American actress and singer-songwriter

Blair Ashley Tefkin (born ) is an American actress, singer, and songwriter.

==Early years==
Blair Ashley Tefkin was born in Los Angeles, California. She began acting when she was 5 years old and was billed in her early years as Blair Ashley.

==Career==
Tefkin is best known for her role as Robin Maxwell on the 1983 science fiction miniseries V (replacing Dominique Dunne, who was murdered while the show was in pre-production), the 1984 sequel V: The Final Battle, and V: The Series. Other notable television roles include Chris Elliott's love interest, Charlene, on Get a Life. Blair co-starred with Martin Mull on the CBS sitcom, His & Hers.
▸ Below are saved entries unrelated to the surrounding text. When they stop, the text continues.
//! Biome classification by height.
//!
//! A [`BiomeTable`] holds ordered half-open height ranges. Each shaped cell
//! height resolves to the first range containing it, or to the unclassified
//! sentinel when none does.

mod standard;
mod table;

pub use table::{BiomeRange, BiomeTable, MAX_BIOMES};

use serde::{Deserialize, Serialize};
use thiserror::Error;

/// Errors raised while building a biome table.
#[derive(Error, Debug, Clone, PartialEq)]
pub enum BiomeError {
    #[error("Invalid biome range [{lower}, {upper}): bounds must satisfy 0 <= lower < upper <= 1")]
    InvalidRange { lower: f64, upper: f64 },
    #[error("Biome table is full ({0} ranges)")]
    TooManyBiomes(usize),
}

/// Descriptor attached to a biome range.
///
/// `color` is passed through untouched; the PNG exporter expects `#rrggbb`.
#[derive(Debug, Clone, PartialEq, Eq, Hash, Serialize, Deserialize)]
pub struct BiomeData {
    /// Biome group name, e.g. "Liquid" or "Mounts".
    pub name: String,
    /// Human readable label for this particular band.
    #[serde(default, skip_serializing_if = "Option::is_none")]
    pub display_name: Option<String>,
    pub color: String,
}

impl BiomeData {
    pub fn new(name: impl Into<String>, color: impl Into<String>) -> Self {
        Self {
            name: name.into(),
            display_name: None,
            color: color.into(),
        }
    }

    pub fn with_display_name(mut self, display_name: impl Into<String>) -> Self {
        self.display_name = Some(display_name.into());
        self
    }

    /// Display name if set, otherwise the group name.
    pub fn label(&self) -> &str {
        self.display_name.as_deref().unwrap_or(&self.name)
    }
}
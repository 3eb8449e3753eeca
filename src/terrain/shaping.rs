//! Post-processing of raw noise into final cell heights.

use super::config::NormalizedConfig;

/// Divisor/multiplier used by the mid-point averaging curve.
pub const AVERAGING_POWER: f64 = 1.1;

/// Pushes `r` toward the middle of the range.
///
/// Mid-range values move more than extremes, which widens plateaus and
/// removes speckle.
pub fn average_height(r: f64) -> f64 {
    if r > 0.5 {
        r.powf((1.5 - r) / AVERAGING_POWER)
    } else if r < 0.5 {
        r.powf((1.5 - r) * AVERAGING_POWER)
    } else {
        r
    }
}

/// Power-law redistribution. Exponents above 1.0 pull heights toward 0.
#[inline]
pub fn redistribute(r: f64, exponent: f64) -> f64 {
    r.powf(exponent)
}

/// Cubic smoothstep, `3t² - 2t³`.
#[inline]
pub fn smootherstep(t: f64) -> f64 {
    t * t * (3.0 - 2.0 * t)
}

/// Attenuation factor for one axis.
///
/// Cells closer to the centre than `radius * (1 - strength)` keep a factor
/// of exactly 1.0; beyond that the factor eases down to 0.0 at the border.
pub fn falloff_factor(position: f64, length: f64, strength: f64) -> f64 {
    let radius = length / 2.0;
    let distance = (radius - position).abs();
    let target = radius * (1.0 - strength);

    if distance < target {
        return 1.0;
    }

    let t = ((distance - target) / radius / (1.0 - target / radius)).clamp(0.0, 1.0);
    1.0 - smootherstep(t)
}

/// Applies averaging, redistribution and edge falloff to a raw noise sample.
///
/// `x` and `y` are grid positions (offset not applied). The result is not
/// clamped; values may fall slightly outside `[0, 1]`.
pub fn shape_height(
    raw: f64,
    config: &NormalizedConfig,
    x: u32,
    y: u32,
    width: u32,
    height: u32,
) -> f64 {
    let mut r = raw;

    if config.height_averaging {
        r = average_height(r);
    }

    r = redistribute(r, config.redistribution_exponent);

    if config.falloff_strength > 0.0 {
        let strength = config.falloff_strength;
        r *= falloff_factor(x as f64, width as f64, strength);
        r *= falloff_factor(y as f64, height as f64, strength);
    }

    r
}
Film roles include Pat Bernardo in Fast Times at Ridgemont High (credited as Blair Ashleigh), Three for the Road with Charlie Sheen, A Sinful Life, Inside Monkey Zetterland, Fright Night Part 2, S.F.W., and Dream Lover with James Spader. In The Anniversary Party with Jennifer Jason Leigh and Alan Cumming, Tefkin also performs an original song, "If Your Love Is True". Her song, "Troubles" appears on the movie's soundtrack as well. In 2010 she played opposite Ben Stiller in Noah Baumbach's Greenberg.

Blair was a member of The Sunday Company at L.A.’s renowned improv theatre, The Groundlings where she also starred in the hit play Just Like The Pom Pom Girls for which she won both L.A. Weekly and Dramalogue awards.

As a songwriter, Tefkin was signed to a publishing and development deal with PolyGram Publishing in 1996 and formed the indie band Lucie Gamelon, in which she sang and played bass. Lucie Gamelon released a six-song EP: Everything Is Nice, In 2001, Tefkin released her solo CD Shocked and Devastated.

In 2004, Tefkin performed her one-woman show In the Land of the Giants: A Tragicomedy With Music at the Blank Theatre in Hollywood which the L.A. Times described as "witty, poignant and often hilarious."